Technically, July 2017 wheat futures has support at $4.70 from the low on Friday with strong resistance from $5.00 to $5.10.     

Cotton

The 2016 harvest acres were increased 230,000 acres to 9.53 million acres while planted acres remained unchanged at 10.02 million acres. The yield was cut 15 pounds to 800 pounds per acre.   The result was ending stocks were increased slightly to 4.70 million bales.     

It is important for a cotton producer to remain in close contact with his cotton buyer to get the most current price quotes.

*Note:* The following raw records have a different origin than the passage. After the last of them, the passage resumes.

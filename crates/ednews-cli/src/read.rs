//! `recent` command: the read-only listings the site renderer consumes.

use clap::ValueEnum;
use sqlx::SqlitePool;

#[derive(Debug, Clone, Copy, PartialEq, Eq, ValueEnum)]
pub enum RecentKind {
    Articles,
    Headlines,
}

/// The date part of `published`, or a dash when missing.
fn fmt_published(published: Option<&str>) -> &str {
    published.map_or("\u{2014}", |p| p.get(..10).unwrap_or(p))
}

/// # Errors
///
/// Returns an error if the query fails or the rows cannot be serialized.
pub(crate) async fn run_recent(
    pool: &SqlitePool,
    kind: RecentKind,
    limit: i64,
    json: bool,
) -> anyhow::Result<()> {
    match kind {
        RecentKind::Articles => {
            let rows = ednews_db::recent_articles(pool, limit).await?;
            if json {
                println!("{}", serde_json::to_string_pretty(&rows)?);
                return Ok(());
            }
            for row in rows {
                println!(
                    "{}  {}  [{}]",
                    fmt_published(row.published.as_deref()),
                    row.title.as_deref().unwrap_or("(untitled)"),
                    row.feed_title.as_deref().unwrap_or(&row.doi)
                );
            }
        }
        RecentKind::Headlines => {
            let rows = ednews_db::recent_headlines(pool, limit).await?;
            if json {
                println!("{}", serde_json::to_string_pretty(&rows)?);
                return Ok(());
            }
            for row in rows {
                println!(
                    "{}  {}  [{}]",
                    fmt_published(row.published.as_deref()),
                    row.title,
                    row.source
                );
            }
        }
    }
    Ok(())
}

Technically, December futures is trying to find support at 70 cents with resistance back in the 73.0 to 76.0 cent price range.    Cotton prices have rallied on good exports but turned lower on some good rains in Texas.  We will have to see how this weekend’s flooding impacts yields.  

Rice

 

New crop ending stocks were trimmed 2.2 million cwt to 54.6.  However, world ending stocks increased based on a drop in domestic use in the 2015-16 crop. 

For cash rice quotes, contact your rice buyer to get the most current price quotes and cash price outlook.   

Technically, November rice futures are trying to put in a low around $9.60.  If it can hold, the first price resistance will be at the 50% retracement at $10.40 and then at $11.20.